4.41.1.3.9.1.4  (10-01-2005)
Net Taxable Income from the Property

  1. Percentage depletion is computed on a property-by-property basis. The agent should become familiar with the "property concept" before attempting to determine taxable income from the property. For definition of "the property," see IRC 614 and the regulations thereunder. Also, refer to IRM 4.41.1.3.9.3.2, Property Defined.

  2. Taxable income from the property is important because the percentage depletion deduction is generally limited to 100 percent of the taxable income from the property. Refer to IRC 613(a). Taxable income from the property is computed in accordance with Treas. Reg. 1.613-5. For tax years beginning after December 31, 1997, and before January 1, 2008, or beginning after December 31, 2008, and before January 1, 2012 the net income limitation is suspended for domestic oil and gas production from marginal properties. Refer to IRC 613A(c)(6)(D) and IRC 613A(c)(6)(H).

    Note:

    The suspension is not applicable for tax years beginning after December 31, 2007 and before January 1, 2009

    .

  3. Net taxable income from the property is gross income from the property as determined in IRM 4.41.1.3.9.1.4 reduced by the following:

    1. Operating Expenses—IRC 162. The agent should check invoices on the larger accounts to see that the expenditures are reported for the correct properties and in the correct reporting period.

    2. Losses—IRC 165

    3. Depreciation of Lease Equipment—IRC 167 and IRC 168. The depreciation claimed for tax deduction purposes should be deducted to reach taxable income. If depreciation is claimed for equipment which served more than one property, the deduction should be allocated among the properties on a reasonable basis.

    4. Overhead Attributable to the Property —The taxpayer who produces oil and gas will have deductible expenses such as officers' salaries, office utilities, building depreciation or rent, and general office expenses which are not attributable to any particular property. These expenses are termed indirect or overhead. Treas. Reg. 1.613–5(a) requires that these expenses be allocated between producing activities and other activities. They must be further allocated to the individual properties on a reasonable basis. Allocation based on gross income or direct expense is acceptable but the method used should be consistently followed. Generally, allocations of overhead among properties on the basis of direct expenses is preferred since overhead is likely to be associated with direct costs. If the taxpayer has not allocated overhead to lease operating costs, the agent should scan the depletion schedule. If no properties will be affected, or only a minimal adjustment appears likely, the agent should not pursue the overhead allocation. The agent need not make calculations to allocate to each property—only to the ones which will result in adjustment, but the agent must be able to show that the adjustment is appropriate.
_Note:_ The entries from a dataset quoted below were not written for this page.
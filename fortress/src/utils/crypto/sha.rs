// Copyright 2023 Ant Group Co., Ltd.
//
// Licensed under the Apache License, Version 2.0 (the "License");
// you may not use this file except in compliance with the License.
// You may obtain a copy of the License at
//
//   http://www.apache.org/licenses/LICENSE-2.0
//
// Unless required by applicable law or agreed to in writing, software
// distributed under the License is distributed on an "AS IS" BASIS,
// WITHOUT WARRANTIES OR CONDITIONS OF ANY KIND, either express or implied.
// See the License for the specific language governing permissions and
// limitations under the License.

use openssl::sha::Sha256;

pub fn sha256(buf: &[u8]) -> [u8; 32] {
    let mut hasher = Sha256::new();
    hasher.update(buf);
    hasher.finish()
}
// Copyright 2023 Ant Group Co., Ltd.
//
// Licensed under the Apache License, Version 2.0 (the "License");
// you may not use this file except in compliance with the License.
// You may obtain a copy of the License at
//
//   http://www.apache.org/licenses/LICENSE-2.0
//
// Unless required by applicable law or agreed to in writing, software
// distributed under the License is distributed on an "AS IS" BASIS,
// WITHOUT WARRANTIES OR CONDITIONS OF ANY KIND, either express or implied.
// See the License for the specific language governing permissions and
// limitations under the License.

use std::fmt;
use thiserror::Error;

use crate::retcode::*;

// define error type of fortress
#[derive(Error, Debug, Copy, Clone, PartialEq)]
pub enum FortressStatus {
    #[error("success")]
    Success,

    #[error("internal error")]
    InternalErr,

    #[error("assert err")]
    AssertErr,

    #[error("invalid argument")]
    InvalidArgument,

    #[error("invalid configuration")]
    ConfigErr,

    // decryption of connection details
    #[error("invalid private key")]
    InvalidKey,

    #[error("invalid ciphertext")]
    InvalidCiphertext,

    #[error("mac mismatch")]
    MacMismatch,

    #[error("invalid padding")]
    PaddingError,

    #[error("decryption failure")]
    DecryptionFailure,

    // fortress api
    #[error("not found")]
    NotFound,

    #[error("already existed")]
    AlreadyExists,

    #[error("request failed with status code {code}")]
    RequestErr { code: u16 },

    #[error("transport error")]
    TransportErr,

    #[error("unexpected response")]
    ResponseErr,
}

pub fn map_status_to_exit_code(err: FortressStatus) -> i32 {
    let code = match err {
        FortressStatus::Success => FortressStatusT::Success,
        FortressStatus::InvalidArgument => FortressStatusT::InvalidArgument,
        FortressStatus::ConfigErr => FortressStatusT::InvalidConfig,
        FortressStatus::InvalidKey => FortressStatusT::InvalidKey,
        FortressStatus::InvalidCiphertext => FortressStatusT::InvalidCiphertext,
        FortressStatus::MacMismatch => FortressStatusT::MacMismatch,
        FortressStatus::PaddingError => FortressStatusT::PaddingError,
        FortressStatus::DecryptionFailure => FortressStatusT::DecryptionFailure,
        FortressStatus::NotFound => FortressStatusT::NotFound,
        FortressStatus::AlreadyExists => FortressStatusT::AlreadyExists,
        FortressStatus::RequestErr { .. } => FortressStatusT::RequestFailed,
        FortressStatus::TransportErr => FortressStatusT::Unavailable,
        FortressStatus::ResponseErr => FortressStatusT::BadResponse,
        FortressStatus::InternalErr | FortressStatus::AssertErr => FortressStatusT::Internal,
    };
    code as i32
}

pub type FortressResult<T> = core::result::Result<T, Error>;

#[macro_export]
macro_rules! fortress_assert {
    ($cond: expr, $($arg:tt)*) => {{
        if !$cond {
            return_errno!(FortressStatus::AssertErr, $($arg)*)
        }
    }}
}

#[macro_export]
macro_rules! fortress_assert_eq {
    ($left:expr, $right:expr) => {{
        fortress_assert!(
            $left == $right,
            "{} not equal to {}",
            stringify!($left),
            stringify!($right)
        );
    }};
}

#[macro_export]
macro_rules! errno {
    ($errno_expr: expr, $($arg:tt)*) => {{
        let inner_error = {
            let errno: FortressStatus = $errno_expr;
            let msg: String = format!($($arg)*);
            (errno, msg)
        };
        let error = Error::embedded(inner_error, Some(ErrorLocation::new(file!(), line!())));
        error
    }};
}

#[macro_export]
macro_rules! return_errno {
    ($errno_expr: expr, $($arg:tt)*) => {{
        return Err(errno!($errno_expr, $($arg)*));
    }};
}

#[derive(Debug)]
pub struct Error {
    inner: Error__,
    location: Option<ErrorLocation>,
}

#[derive(Debug)]
enum Error__ {
    Embedded((FortressStatus, String)),
}

#[derive(Debug, Clone, Copy)]
pub struct ErrorLocation {
    line: u32,
    file: &'static str,
}

impl Error {
    pub fn embedded(inner: (FortressStatus, String), location_para: Option<ErrorLocation>) -> Error {
        Error {
            inner: Error__::Embedded(inner),
            location: location_para,
        }
    }

    pub fn errno(&self) -> FortressStatus {
        match &self.inner {
            Error__::Embedded((errno, _)) => *errno,
        }
    }

    pub fn message(&self) -> &str {
        match &self.inner {
            Error__::Embedded((_, msg)) => msg,
        }
    }
}

impl ErrorLocation {
    pub fn new(file_para: &'static str, line_para: u32) -> ErrorLocation {
        ErrorLocation {
            file: file_para,
            line: line_para,
        }
    }
}

impl std::error::Error for Error {}

impl fmt::Display for Error {
    fn fmt(&self, f: &mut fmt::Formatter) -> fmt::Result {
        write!(f, "inner: {}; ", self.inner)?;
        if let Some(location) = self.location {
            write!(f, "location: {}", location)?;
        }
        Ok(())
    }
}

impl fmt::Display for Error__ {
    fn fmt(&self, f: &mut fmt::Formatter) -> fmt::Result {
        match self {
            Error__::Embedded((errno, msg)) => write!(f, "errno: {}, {}", errno, msg),
        }
    }
}

impl fmt::Display for ErrorLocation {
    fn fmt(&self, f: &mut fmt::Formatter) -> fmt::Result {
        write!(f, "[line = {}, file = {}]", self.line, self.file)
    }
}
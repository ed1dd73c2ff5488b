// Copyright 2023 Ant Group Co., Ltd.
//
// Licensed under the Apache License, Version 2.0 (the "License");
// you may not use this file except in compliance with the License.
// You may obtain a copy of the License at
//
//   http://www.apache.org/licenses/LICENSE-2.0
//
// Unless required by applicable law or agreed to in writing, software
// distributed under the License is distributed on an "AS IS" BASIS,
// WITHOUT WARRANTIES OR CONDITIONS OF ANY KIND, either express or implied.
// See the License for the specific language governing permissions and
// limitations under the License.

use super::api_wrapper::ApiWrapper;
use super::types::*;
use async_trait::async_trait;
use fortress_types::*;
use log::warn;
use std::collections::HashMap;
use std::sync::{Arc, Mutex, MutexGuard};

#[derive(Debug, Default)]
struct MemoryState {
    tenants: HashMap<String, Tenant>,
    databases: HashMap<String, Database>,
    // encrypted payload per (kind, id)
    connection_details: HashMap<(ResourceKind, String), String>,
    next_database_id: u64,
}

// inmemory implementation, for offline use and tests
#[derive(Debug, Default, Clone)]
pub struct MemoryClient {
    state: Arc<Mutex<MemoryState>>,
}

impl MemoryClient {
    pub fn new() -> Self {
        Self::default()
    }

    // Store the encrypted connection details returned for `kind`/`id`.
    pub fn put_connection_details(
        &self,
        kind: ResourceKind,
        id: &str,
        encrypted: &str,
    ) -> FortressResult<()> {
        let mut state = self.lock()?;
        state
            .connection_details
            .insert((kind, id.to_owned()), encrypted.to_owned());
        Ok(())
    }

    fn lock(&self) -> FortressResult<MutexGuard<'_, MemoryState>> {
        self.state
            .lock()
            .map_err(|e| errno!(FortressStatus::InternalErr, "memory state poisoned: {}", e))
    }
}

#[async_trait]
impl ApiWrapper for MemoryClient {
    async fn create_tenant(&self, id: &str, request: CreateTenantRequest) -> FortressResult<()> {
        let mut state = self.lock()?;
        if state.tenants.contains_key(id) {
            return_errno!(FortressStatus::AlreadyExists, "tenant {} already exists.", id);
        }
        if let Some(database_id) = &request.database_id {
            if !state.databases.contains_key(database_id) {
                return_errno!(FortressStatus::NotFound, "database {} not found.", database_id);
            }
        }
        state.tenants.insert(
            id.to_owned(),
            Tenant {
                name: id.to_owned(),
                alias: request.alias,
                database_id: request.database_id,
                date_created: None,
            },
        );
        Ok(())
    }

    async fn list_tenants(&self) -> FortressResult<Vec<Tenant>> {
        let state = self.lock()?;
        let mut tenants: Vec<Tenant> = state.tenants.values().cloned().collect();
        tenants.sort_by(|a, b| a.name.cmp(&b.name));
        Ok(tenants)
    }

    async fn delete_tenant(&self, id: &str) -> FortressResult<()> {
        let mut state = self.lock()?;
        if state.tenants.remove(id).is_none() {
            return_errno!(FortressStatus::NotFound, "tenant {} not found.", id);
        }
        state
            .connection_details
            .remove(&(ResourceKind::Tenant, id.to_owned()));
        Ok(())
    }

    async fn create_database(&self, request: CreateDatabaseRequest) -> FortressResult<String> {
        let mut state = self.lock()?;
        state.next_database_id += 1;
        let id = state.next_database_id.to_string();
        state.databases.insert(
            id.clone(),
            Database {
                id: id.clone(),
                alias: request.alias,
                bytes_size: Some(0),
                average_read_iops: Some(0.0),
                average_write_iops: Some(0.0),
                date_created: None,
            },
        );
        Ok(id)
    }

    async fn list_databases(&self) -> FortressResult<Vec<Database>> {
        let state = self.lock()?;
        let mut databases: Vec<Database> = state.databases.values().cloned().collect();
        databases.sort_by_key(|d| d.id.parse::<u64>().unwrap_or(u64::MAX));
        Ok(databases)
    }

    async fn delete_database(&self, id: &str) -> FortressResult<()> {
        let mut state = self.lock()?;
        if state.databases.remove(id).is_none() {
            return_errno!(FortressStatus::NotFound, "database {} not found.", id);
        }
        let mut orphans: Vec<&str> = state
            .tenants
            .values()
            .filter(|t| t.database_id.as_deref() == Some(id))
            .map(|t| t.name.as_str())
            .collect();
        if !orphans.is_empty() {
            orphans.sort_unstable();
            warn!("database {} deleted, still referenced by tenants {:?}", id, orphans);
        }
        state
            .connection_details
            .remove(&(ResourceKind::Database, id.to_owned()));
        Ok(())
    }

    async fn get_connection_uri(
        &self,
        kind: ResourceKind,
        id: &str,
    ) -> FortressResult<ConnectionUriResponse> {
        let state = self.lock()?;
        match state.connection_details.get(&(kind, id.to_owned())) {
            Some(encrypted) => Ok(ConnectionUriResponse {
                connection_details: encrypted.clone(),
            }),
            None => return_errno!(
                FortressStatus::NotFound,
                "no connection details for {} {}.",
                kind.as_str(),
                id
            ),
        }
    }
}

#[cfg(test)]
mod test {
    use super::*;

    fn tenant_request(alias: &str, database_id: Option<&str>) -> CreateTenantRequest {
        CreateTenantRequest {
            alias: alias.to_owned(),
            database_id: database_id.map(str::to_owned),
        }
    }

    #[tokio::test]
    async fn tenant_lifecycle() {
        let client = MemoryClient::new();
        let db = client
            .create_database(CreateDatabaseRequest {
                alias: "main".to_owned(),
            })
            .await
            .unwrap();
        client
            .create_tenant("t1", tenant_request("first", Some(&db)))
            .await
            .unwrap();
        client.create_tenant("t0", tenant_request("zero", None)).await.unwrap();

        let tenants = client.list_tenants().await.unwrap();
        let names: Vec<&str> = tenants.iter().map(|t| t.name.as_str()).collect();
        assert_eq!(names, ["t0", "t1"]);
        assert_eq!(tenants[1].database_id.as_deref(), Some(db.as_str()));

        let err = client
            .create_tenant("t1", tenant_request("again", None))
            .await
            .unwrap_err();
        assert_eq!(err.errno(), FortressStatus::AlreadyExists);

        client.delete_tenant("t1").await.unwrap();
        let err = client.delete_tenant("t1").await.unwrap_err();
        assert_eq!(err.errno(), FortressStatus::NotFound);
    }

    #[tokio::test]
    async fn tenant_requires_existing_database() {
        let client = MemoryClient::new();
        let err = client
            .create_tenant("t1", tenant_request("first", Some("99")))
            .await
            .unwrap_err();
        assert_eq!(err.errno(), FortressStatus::NotFound);
    }

    #[tokio::test]
    async fn database_ids_are_sequential() {
        let client = MemoryClient::new();
        for alias in ["a", "b", "c"] {
            client
                .create_database(CreateDatabaseRequest {
                    alias: alias.to_owned(),
                })
                .await
                .unwrap();
        }
        client.delete_database("2").await.unwrap();
        let ids: Vec<String> = client
            .list_databases()
            .await
            .unwrap()
            .into_iter()
            .map(|d| d.id)
            .collect();
        assert_eq!(ids, ["1", "3"]);
        assert_eq!(
            client.delete_database("2").await.unwrap_err().errno(),
            FortressStatus::NotFound
        );
    }

    #[tokio::test]
    async fn connection_details_are_served_per_kind() {
        let client = MemoryClient::new();
        client
            .put_connection_details(ResourceKind::Tenant, "t1", "cGF5bG9hZA==")
            .unwrap();
        let resp = client
            .get_connection_uri(ResourceKind::Tenant, "t1")
            .await
            .unwrap();
        assert_eq!(resp.connection_details, "cGF5bG9hZA==");

        let err = client
            .get_connection_uri(ResourceKind::Database, "t1")
            .await
            .unwrap_err();
        assert_eq!(err.errno(), FortressStatus::NotFound);
    }
}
    5. Intangible Drilling Costs—IDC should be deducted for purposes of the 100 percent limitation. Refer to Rev. Rul. 77–136, 1977–1 CB 167. The costs of a dry hole drilled on a lease, in an effort to penetrate and produce an already producing property, are expenses of that property. The agent may be able to determine the purpose of a well by asking the taxpayer for the AFE or its equivalent which authorized the drilling of the well. This may be in the well file or company financial records. Companies which publish annual reports may include comments concerning some specific wells. Applications to drill the well which are filed with the state agency having jurisdiction also probably will indicate the purpose. The IDC of wells drilled for the purpose of locating and producing another pay zone on a lease already producing are not costs of the existing property, unless the taxpayer does not elect separate property treatment. Refer to IRM 4.41.1.3.9.3.6, Separate Mineral Interest Election.

    6. Advalorem and other taxes (other than Federal income taxes) should also be allocated to the properties per IRC 164.

    7. Interest expense on money borrowed to purchase or develop the property was decided in St. Mary's Oil and Gas Co. v. Commissioner, 42 B.T.A. 270 (1940).

  4. For an example of the correct computation of "Gross Income from the Property" and "Net Taxable Income from the Property," see Rev. Rul. 79–73, CB 1979–1, 218 and Rev. Rul. 81–266, 1982–2 CB 139.

  5. On occasion, a taxpayer may overpay IDC in a tax year and be reimbursed in the following year. The taxpayer then shows the reimbursement in the "taxable income" computation as a negative IDC deduction. This has the effect of showing a higher than actual taxable income from the property. Negative IDC should be removed from the computation as its inclusion distorts the taxable income calculation. Scanning the IDC accounts should identify any negative entries.

  6. If a taxpayer owns a fraction of the working interest and operates the property for others, the taxpayer charges the others an "overhead" or operating fee. This charge is income from operating properties for others and not a reduction in operating costs. When a taxpayer operates properties for others, as well as for itself, the agent should study the taxpayer's accounting for the income to verify that it is not being used to increase net income from the property or to reduce allocable overhead expenses.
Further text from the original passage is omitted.